HOW TO COMPLETE THIS TASK
Please state how many lines in the records contain the string "advance", with no words besides the number.

DATASET EXCERPTS
◆ ◆ ◆

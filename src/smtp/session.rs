//! SMTP client session: the submission handshake as a linear state machine

use std::time::Duration;

use tokio::time::timeout;
use tracing::{debug, info, instrument, warn};

use crate::config::SmtpSettings;
use crate::message::MessagePayload;
use crate::smtp::command::SmtpCommand;
use crate::smtp::error::SmtpError;
use crate::smtp::reply::SmtpReply;
use crate::smtp::transport::Transport;

/// Where a session stands. States only move forward; any of them may end
/// in `Failed`.
#[derive(Debug, Clone, PartialEq, Eq)]
pub enum SessionState {
    /// Nothing opened yet
    Init,
    /// Transport open, banner accepted
    Connected,
    /// EHLO accepted
    Greeted,
    /// AUTH LOGIN, user name and password accepted
    Authenticating,
    /// MAIL FROM accepted
    SenderDeclared,
    /// RCPT TO accepted
    RecipientDeclared,
    /// DATA answered with 354
    DataStreaming,
    /// Content accepted after the end-of-data marker
    MessageSent,
    /// QUIT sent and transport closed
    Closed,
    /// A step failed; the reason names the transport error or server reply
    Failed(String),
}

/// Final result of one session
#[derive(Debug, Clone, PartialEq, Eq)]
pub enum SessionOutcome {
    Sent,
    Failed { reason: String },
}

impl SessionOutcome {
    pub fn is_sent(&self) -> bool {
        matches!(self, SessionOutcome::Sent)
    }
}

/// Drives one SMTP submission per [`run`](SessionDriver::run) call
#[derive(Debug, Clone)]
pub struct SessionDriver {
    settings: SmtpSettings,
}

impl SessionDriver {
    pub fn new(settings: SmtpSettings) -> Self {
        Self { settings }
    }

    pub fn settings(&self) -> &SmtpSettings {
        &self.settings
    }

    /// Relay `payload` to `recipient` over a fresh transport.
    ///
    /// Never retries and never returns an error: transport and protocol
    /// failures end up in [`SessionOutcome::Failed`]. The transport is
    /// closed exactly once on every path.
    #[instrument(skip_all, fields(host = %self.settings.host, port = self.settings.port))]
    pub async fn run<T: Transport>(
        &self,
        mut transport: T,
        recipient: &str,
        payload: &MessagePayload,
    ) -> SessionOutcome {
        let mut session = Session::new(&mut transport, self.settings.round_trip_timeout);
        session.run(&self.settings, recipient, payload).await
    }
}

struct Session<'a, T: ?Sized> {
    transport: &'a mut T,
    state: SessionState,
    round_trip_timeout: Duration,
}

impl<'a, T: Transport + ?Sized> Session<'a, T> {
    fn new(transport: &'a mut T, round_trip_timeout: Duration) -> Self {
        Self {
            transport,
            state: SessionState::Init,
            round_trip_timeout,
        }
    }

    async fn run(
        &mut self,
        settings: &SmtpSettings,
        recipient: &str,
        payload: &MessagePayload,
    ) -> SessionOutcome {
        let result = match timeout(
            settings.session_timeout,
            self.deliver(settings, recipient, payload),
        )
        .await
        {
            Ok(result) => result,
            Err(_) => Err(SmtpError::SessionTimeout),
        };

        let outcome = match result {
            Ok(()) => {
                self.quit().await;
                SessionOutcome::Sent
            }
            Err(e) => {
                let reason = e.to_string();
                if e.is_transport() {
                    warn!(state = ?self.state, %reason, "SMTP connection failed");
                } else {
                    warn!(state = ?self.state, %reason, "SMTP protocol failure");
                }
                self.state = SessionState::Failed(reason.clone());
                SessionOutcome::Failed { reason }
            }
        };

        self.transport.close().await;
        if outcome.is_sent() {
            self.advance(SessionState::Closed);
            info!(%recipient, "message relayed");
        }
        outcome
    }

    async fn deliver(
        &mut self,
        settings: &SmtpSettings,
        recipient: &str,
        payload: &MessagePayload,
    ) -> Result<(), SmtpError> {
        self.connect(&settings.host, settings.port).await?;
        self.advance(SessionState::Connected);

        self.exchange(SmtpCommand::Ehlo(settings.ehlo_domain.clone()))
            .await?;
        self.advance(SessionState::Greeted);

        self.exchange(SmtpCommand::AuthLogin).await?;
        self.exchange(SmtpCommand::AuthUsername(settings.username.clone()))
            .await?;
        self.exchange(SmtpCommand::AuthPassword(settings.password.clone()))
            .await?;
        self.advance(SessionState::Authenticating);

        self.exchange(SmtpCommand::MailFrom(settings.from.clone()))
            .await?;
        self.advance(SessionState::SenderDeclared);

        self.exchange(SmtpCommand::RcptTo(recipient.to_string()))
            .await?;
        self.advance(SessionState::RecipientDeclared);

        self.exchange(SmtpCommand::Data).await?;
        self.advance(SessionState::DataStreaming);

        self.exchange(SmtpCommand::content(payload)).await?;
        self.advance(SessionState::MessageSent);

        Ok(())
    }

    /// Open the transport and accept the server banner
    async fn connect(&mut self, host: &str, port: u16) -> Result<(), SmtpError> {
        timeout(self.round_trip_timeout, self.transport.connect(host, port))
            .await
            .map_err(|_| SmtpError::timeout("connect"))??;

        let banner = self.read_reply("banner").await?;
        if !banner.is_success() {
            return Err(SmtpError::Rejected(banner.to_string()));
        }
        Ok(())
    }

    /// Write one command and judge its one reply
    async fn exchange(&mut self, command: SmtpCommand) -> Result<SmtpReply, SmtpError> {
        debug!("C: {command}");
        let wire = command.to_wire();
        timeout(self.round_trip_timeout, self.transport.write(wire.as_bytes()))
            .await
            .map_err(|_| SmtpError::timeout(command.stage()))??;

        let reply = self.read_reply(command.stage()).await?;
        if command.checks_reply() && !command.accepts(&reply) {
            return Err(SmtpError::Rejected(reply.to_string()));
        }
        Ok(reply)
    }

    async fn read_reply(&mut self, stage: &str) -> Result<SmtpReply, SmtpError> {
        let raw = timeout(self.round_trip_timeout, self.transport.read_response())
            .await
            .map_err(|_| SmtpError::timeout(stage))??;
        let reply = SmtpReply::parse(&raw)?;
        debug!("S: {reply}");
        Ok(reply)
    }

    /// The message is already accepted; QUIT's fate does not change that
    async fn quit(&mut self) {
        if let Err(e) = self.exchange(SmtpCommand::Quit).await {
            debug!("QUIT failed after delivery: {e}");
        }
    }

    fn advance(&mut self, next: SessionState) {
        debug!(from = ?self.state, to = ?next, "session state");
        self.state = next;
    }
}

◆ ◆ ◆

RESULT OF THE EXERCISE
9